To study antimicrobial and metal ion potential of Silver nanoparticles synthesized from Zingiber officinale using different solvents by EDS & TEM

Nanotechnology is new form of technology which has produced a great development in various
fields. Nanoparticles are of the great scientific interest as they are effectively a bridge between bulk material and atomic & molecular structures. Nanoparticles are the particle that have size 1 to 100 nm and possess due to large surface area to volume ratio & smaller size. Different types of nanomaterial such as Zinc, Copper, Gold, and Silver are available but silver nanoparticles have proven to be most effective. Silver nanoparticles can be synthesized from various conventional methods that are physical, chemical and biological. Physical and
chemical method synthesis is expensive and that have toxic substances.

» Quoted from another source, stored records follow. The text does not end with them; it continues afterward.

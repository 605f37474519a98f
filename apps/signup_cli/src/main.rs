use std::{fs, path::Path, sync::Arc, time::Duration};

use anyhow::{bail, Context, Result};
use clap::{Parser, Subcommand};
use signup_core::{
    transport::HttpSignupBackend, validate_sign_in, ErrorReport, FormField, SubmissionController,
    SubmissionEvent, SubmitOutcome, ValidationPolicy, ValidationRuleSet,
};
use tokio::sync::broadcast::error::RecvError;
use tracing::{debug, info};
use tracing_subscriber::EnvFilter;
use url::Url;

#[derive(Parser, Debug)]
struct Args {
    #[arg(long, default_value = "http://127.0.0.1:3000")]
    server_url: Url,
    #[command(subcommand)]
    command: Command,
}

#[derive(Subcommand, Debug)]
enum Command {
    /// Create an account.
    SignUp {
        #[arg(long)]
        first_name: String,
        #[arg(long)]
        last_name: String,
        #[arg(long)]
        email: String,
        #[arg(long)]
        password: String,
        /// Defaults to the value of --password.
        #[arg(long)]
        confirm_password: Option<String>,
        #[arg(long)]
        accept_terms: bool,
        /// TOML file overriding the validation policy.
        #[arg(long)]
        policy: Option<std::path::PathBuf>,
        #[arg(long, default_value_t = 10)]
        timeout_secs: u64,
    },
    SignIn {
        #[arg(long)]
        email: String,
        #[arg(long)]
        password: String,
    },
}

#[tokio::main]
async fn main() -> Result<()> {
    tracing_subscriber::fmt()
        .with_env_filter(EnvFilter::try_from_default_env().unwrap_or_else(|_| "warn".into()))
        .init();
    let args = Args::parse();
    let backend = Arc::new(HttpSignupBackend::new(args.server_url.as_str()));

    match args.command {
        Command::SignUp {
            first_name,
            last_name,
            email,
            password,
            confirm_password,
            accept_terms,
            policy,
            timeout_secs,
        } => {
            let policy = load_policy(policy.as_deref())?;
            let controller = SubmissionController::new(
                Arc::new(ValidationRuleSet::new(&policy)),
                backend.clone(),
                backend,
            )
            .with_call_timeout(Duration::from_secs(timeout_secs));

            let mut events = controller.subscribe_events();
            let logger = tokio::spawn(async move {
                loop {
                    match events.recv().await {
                        Ok(SubmissionEvent::StateChanged(state)) => debug!(?state, "state"),
                        Ok(event) => debug!(?event, "submission event"),
                        Err(RecvError::Lagged(skipped)) => debug!(skipped, "event log lagged"),
                        Err(RecvError::Closed) => break,
                    }
                }
            });

            let confirm_password = confirm_password.unwrap_or_else(|| password.clone());
            for (field, value) in [
                (FormField::FirstName, first_name),
                (FormField::LastName, last_name),
                (FormField::Email, email),
                (FormField::Password, password),
                (FormField::ConfirmPassword, confirm_password),
            ] {
                controller.on_field_change(field, value).await?;
            }
            controller
                .on_field_change(FormField::AcceptTerms, accept_terms)
                .await?;

            let outcome = controller.on_submit().await?;
            drop(controller);
            let _ = logger.await;

            match outcome {
                SubmitOutcome::Succeeded => {
                    info!("sign-up complete");
                    println!("Account created.");
                }
                SubmitOutcome::Failed(report) => {
                    for line in render_report(&report) {
                        eprintln!("{line}");
                    }
                    bail!("sign-up failed");
                }
            }
        }
        Command::SignIn { email, password } => {
            let report = validate_sign_in(&email, &password);
            if !report.is_empty() {
                for line in render_report(&report) {
                    eprintln!("{line}");
                }
                bail!("sign-in failed");
            }

            let response = backend.sign_in(&email, &password).await?;
            match (response.success, response.user) {
                (true, Some(user)) => println!(
                    "Signed in as {} {} <{}>",
                    user.first_name, user.last_name, user.email
                ),
                (true, None) => println!("Signed in."),
                (false, _) => {
                    bail!(response
                        .error
                        .unwrap_or_else(|| "Invalid email or password".to_string()))
                }
            }
        }
    }

    Ok(())
}

fn load_policy(path: Option<&Path>) -> Result<ValidationPolicy> {
    let Some(path) = path else {
        return Ok(ValidationPolicy::default());
    };
    let raw = fs::read_to_string(path)
        .with_context(|| format!("failed to read policy file {}", path.display()))?;
    toml::from_str(&raw).with_context(|| format!("invalid policy file {}", path.display()))
}

fn render_report(report: &ErrorReport) -> Vec<String> {
    report
        .iter()
        .map(|(key, message)| format!("{key}: {message}"))
        .collect()
}

#[cfg(test)]
#[path = "tests/main_tests.rs"]
mod tests;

To overcome biological method
provides a feasible alternative. In present study it is reported that a cost effective, simple, environment friendly route of green synthesis of silver nanoparticles using extract of Zingiber officinale prepared from different solvents (double distilled water and 70% ethanol) by hot percolation method. Synthesized Silver nanoparticles were preliminary analysed by using UV-VIS spectrophotometer at 630 nm. Confirmatory analysis
characterization Electron dispersive X-ray spectroscopy (EDS) for presence of true metal ion and Transmission
electron microscopy (TEM) micrographs suggested the size using solvents ddw (double distilled water) 35(±5)
nm and 70% ethanol 50(±5) nm in size. Synthesized Silver nanoparticles were characterized for their
antimicrobial activity against gram positive (Staphylococcus aureus) and gram negative (Escherichia coli,
Pseudomonas aeruginosa) using MIC. Here we purpose the application of synthesized silver nanoparticles from Zingiber officinale for the confirmation of presence of heavy metal ion. Metal nanoparticles have extensively used for presence of metal ion Hg2+ was detected by UV-VIS spectrophotometer at 630 nm.